» Required work: Using the records that follow, work out how many lines hold the string "charset" and provide that number only.

» Materials provided:
_ _ _ _ _

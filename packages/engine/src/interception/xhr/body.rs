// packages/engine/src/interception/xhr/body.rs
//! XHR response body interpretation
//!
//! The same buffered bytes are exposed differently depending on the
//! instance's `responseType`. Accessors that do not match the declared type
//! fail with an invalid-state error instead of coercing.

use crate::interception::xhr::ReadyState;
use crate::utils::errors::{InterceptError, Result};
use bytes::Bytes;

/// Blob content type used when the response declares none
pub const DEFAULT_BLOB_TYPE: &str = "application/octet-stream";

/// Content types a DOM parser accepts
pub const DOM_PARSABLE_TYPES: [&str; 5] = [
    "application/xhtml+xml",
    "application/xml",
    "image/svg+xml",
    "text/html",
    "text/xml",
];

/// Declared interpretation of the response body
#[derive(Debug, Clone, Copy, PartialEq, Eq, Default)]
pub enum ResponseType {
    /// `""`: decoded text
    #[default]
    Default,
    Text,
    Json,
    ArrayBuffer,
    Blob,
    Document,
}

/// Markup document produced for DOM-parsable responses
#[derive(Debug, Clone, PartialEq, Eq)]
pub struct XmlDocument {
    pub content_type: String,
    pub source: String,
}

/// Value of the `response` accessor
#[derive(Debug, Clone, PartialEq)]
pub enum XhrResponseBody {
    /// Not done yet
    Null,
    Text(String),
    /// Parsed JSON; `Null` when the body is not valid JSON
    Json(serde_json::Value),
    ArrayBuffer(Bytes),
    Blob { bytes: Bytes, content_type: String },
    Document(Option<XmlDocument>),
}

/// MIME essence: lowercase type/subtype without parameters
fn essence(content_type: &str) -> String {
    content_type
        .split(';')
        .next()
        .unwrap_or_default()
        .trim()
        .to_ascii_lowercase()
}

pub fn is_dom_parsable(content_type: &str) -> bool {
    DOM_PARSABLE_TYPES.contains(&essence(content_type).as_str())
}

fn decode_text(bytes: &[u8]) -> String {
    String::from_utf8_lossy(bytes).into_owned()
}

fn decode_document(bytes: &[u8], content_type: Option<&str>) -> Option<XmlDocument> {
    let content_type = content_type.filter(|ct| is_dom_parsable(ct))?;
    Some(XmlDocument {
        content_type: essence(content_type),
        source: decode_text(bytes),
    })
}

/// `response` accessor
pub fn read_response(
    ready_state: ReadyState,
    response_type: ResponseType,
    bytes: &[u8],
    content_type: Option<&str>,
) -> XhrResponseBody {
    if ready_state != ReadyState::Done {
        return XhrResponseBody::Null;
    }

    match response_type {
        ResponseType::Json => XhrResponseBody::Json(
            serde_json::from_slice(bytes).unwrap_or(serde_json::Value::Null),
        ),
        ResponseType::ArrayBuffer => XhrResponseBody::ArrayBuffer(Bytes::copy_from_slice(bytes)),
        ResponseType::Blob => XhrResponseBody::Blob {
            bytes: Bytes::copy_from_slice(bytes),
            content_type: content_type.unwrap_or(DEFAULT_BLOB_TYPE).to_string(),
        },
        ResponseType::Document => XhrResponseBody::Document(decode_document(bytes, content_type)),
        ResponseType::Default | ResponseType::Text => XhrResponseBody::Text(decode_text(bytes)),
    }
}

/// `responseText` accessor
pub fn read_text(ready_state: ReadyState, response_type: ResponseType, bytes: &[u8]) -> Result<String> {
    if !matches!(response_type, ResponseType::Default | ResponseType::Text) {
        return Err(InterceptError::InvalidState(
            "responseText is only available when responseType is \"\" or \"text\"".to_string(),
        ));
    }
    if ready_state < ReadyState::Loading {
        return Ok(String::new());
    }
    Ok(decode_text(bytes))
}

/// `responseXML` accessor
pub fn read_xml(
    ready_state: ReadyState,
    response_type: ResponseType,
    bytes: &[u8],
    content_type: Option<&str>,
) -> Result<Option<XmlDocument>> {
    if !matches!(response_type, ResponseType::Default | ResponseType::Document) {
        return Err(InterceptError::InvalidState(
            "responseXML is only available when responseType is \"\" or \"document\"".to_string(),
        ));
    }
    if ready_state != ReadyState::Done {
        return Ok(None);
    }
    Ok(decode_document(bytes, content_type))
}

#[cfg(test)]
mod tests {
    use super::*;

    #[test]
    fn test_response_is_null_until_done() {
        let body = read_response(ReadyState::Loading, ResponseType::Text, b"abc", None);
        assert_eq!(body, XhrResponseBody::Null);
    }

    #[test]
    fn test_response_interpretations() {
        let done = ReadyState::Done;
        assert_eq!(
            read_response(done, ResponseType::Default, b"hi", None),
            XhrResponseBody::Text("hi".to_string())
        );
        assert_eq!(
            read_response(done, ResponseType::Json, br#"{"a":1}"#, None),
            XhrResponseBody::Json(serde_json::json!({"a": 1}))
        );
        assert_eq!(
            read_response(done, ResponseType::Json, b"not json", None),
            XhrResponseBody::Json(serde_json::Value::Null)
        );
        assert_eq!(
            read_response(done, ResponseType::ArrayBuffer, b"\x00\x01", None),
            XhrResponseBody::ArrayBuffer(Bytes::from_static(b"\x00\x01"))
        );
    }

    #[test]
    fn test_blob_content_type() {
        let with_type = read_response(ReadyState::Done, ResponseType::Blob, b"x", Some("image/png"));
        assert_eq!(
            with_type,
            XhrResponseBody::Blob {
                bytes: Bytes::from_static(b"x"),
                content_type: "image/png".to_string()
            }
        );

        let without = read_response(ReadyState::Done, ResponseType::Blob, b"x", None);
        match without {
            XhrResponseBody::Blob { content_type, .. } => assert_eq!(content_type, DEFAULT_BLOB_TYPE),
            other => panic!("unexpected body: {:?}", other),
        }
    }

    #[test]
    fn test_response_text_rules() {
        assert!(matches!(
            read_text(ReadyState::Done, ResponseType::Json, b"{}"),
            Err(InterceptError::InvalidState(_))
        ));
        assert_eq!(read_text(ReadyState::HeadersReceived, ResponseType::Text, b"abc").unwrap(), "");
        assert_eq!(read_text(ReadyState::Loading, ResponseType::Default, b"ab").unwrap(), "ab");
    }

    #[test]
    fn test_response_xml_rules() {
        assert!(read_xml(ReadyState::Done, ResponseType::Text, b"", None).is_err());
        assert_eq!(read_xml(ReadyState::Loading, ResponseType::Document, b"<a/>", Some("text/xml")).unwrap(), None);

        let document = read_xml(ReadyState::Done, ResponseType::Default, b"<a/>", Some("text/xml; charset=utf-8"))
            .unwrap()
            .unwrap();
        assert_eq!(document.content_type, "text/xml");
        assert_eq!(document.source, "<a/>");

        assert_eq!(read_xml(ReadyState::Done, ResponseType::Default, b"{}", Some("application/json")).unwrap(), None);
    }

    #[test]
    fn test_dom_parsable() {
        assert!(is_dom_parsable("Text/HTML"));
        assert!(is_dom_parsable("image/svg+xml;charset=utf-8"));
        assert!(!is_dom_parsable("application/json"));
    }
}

_ _ _ _ _

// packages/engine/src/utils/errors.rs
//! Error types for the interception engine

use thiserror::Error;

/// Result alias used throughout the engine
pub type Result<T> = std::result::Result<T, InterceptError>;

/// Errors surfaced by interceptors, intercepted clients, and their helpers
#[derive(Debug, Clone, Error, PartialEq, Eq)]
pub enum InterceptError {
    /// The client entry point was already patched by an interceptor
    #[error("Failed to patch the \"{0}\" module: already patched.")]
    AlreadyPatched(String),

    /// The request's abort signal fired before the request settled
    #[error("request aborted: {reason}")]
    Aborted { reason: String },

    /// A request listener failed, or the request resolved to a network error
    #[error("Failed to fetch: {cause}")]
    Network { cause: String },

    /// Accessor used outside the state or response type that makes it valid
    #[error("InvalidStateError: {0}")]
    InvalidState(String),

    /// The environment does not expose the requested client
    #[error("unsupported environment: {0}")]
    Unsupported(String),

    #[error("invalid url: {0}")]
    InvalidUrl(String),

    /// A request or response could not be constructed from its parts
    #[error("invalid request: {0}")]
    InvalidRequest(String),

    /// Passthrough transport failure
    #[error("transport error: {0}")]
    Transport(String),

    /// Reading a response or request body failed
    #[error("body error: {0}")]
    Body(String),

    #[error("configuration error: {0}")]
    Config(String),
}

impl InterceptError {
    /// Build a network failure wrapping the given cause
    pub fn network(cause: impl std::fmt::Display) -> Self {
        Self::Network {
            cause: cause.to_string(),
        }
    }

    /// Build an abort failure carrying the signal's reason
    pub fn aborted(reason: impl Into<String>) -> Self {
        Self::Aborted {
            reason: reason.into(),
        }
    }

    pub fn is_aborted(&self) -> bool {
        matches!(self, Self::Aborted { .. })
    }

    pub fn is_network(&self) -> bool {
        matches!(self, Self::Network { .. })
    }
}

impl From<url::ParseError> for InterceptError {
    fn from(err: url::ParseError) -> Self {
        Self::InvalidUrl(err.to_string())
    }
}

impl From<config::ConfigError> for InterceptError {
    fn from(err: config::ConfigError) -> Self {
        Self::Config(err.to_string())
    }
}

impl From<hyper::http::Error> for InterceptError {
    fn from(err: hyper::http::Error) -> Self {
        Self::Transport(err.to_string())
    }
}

_ _ _ _ _

» Written solution: 2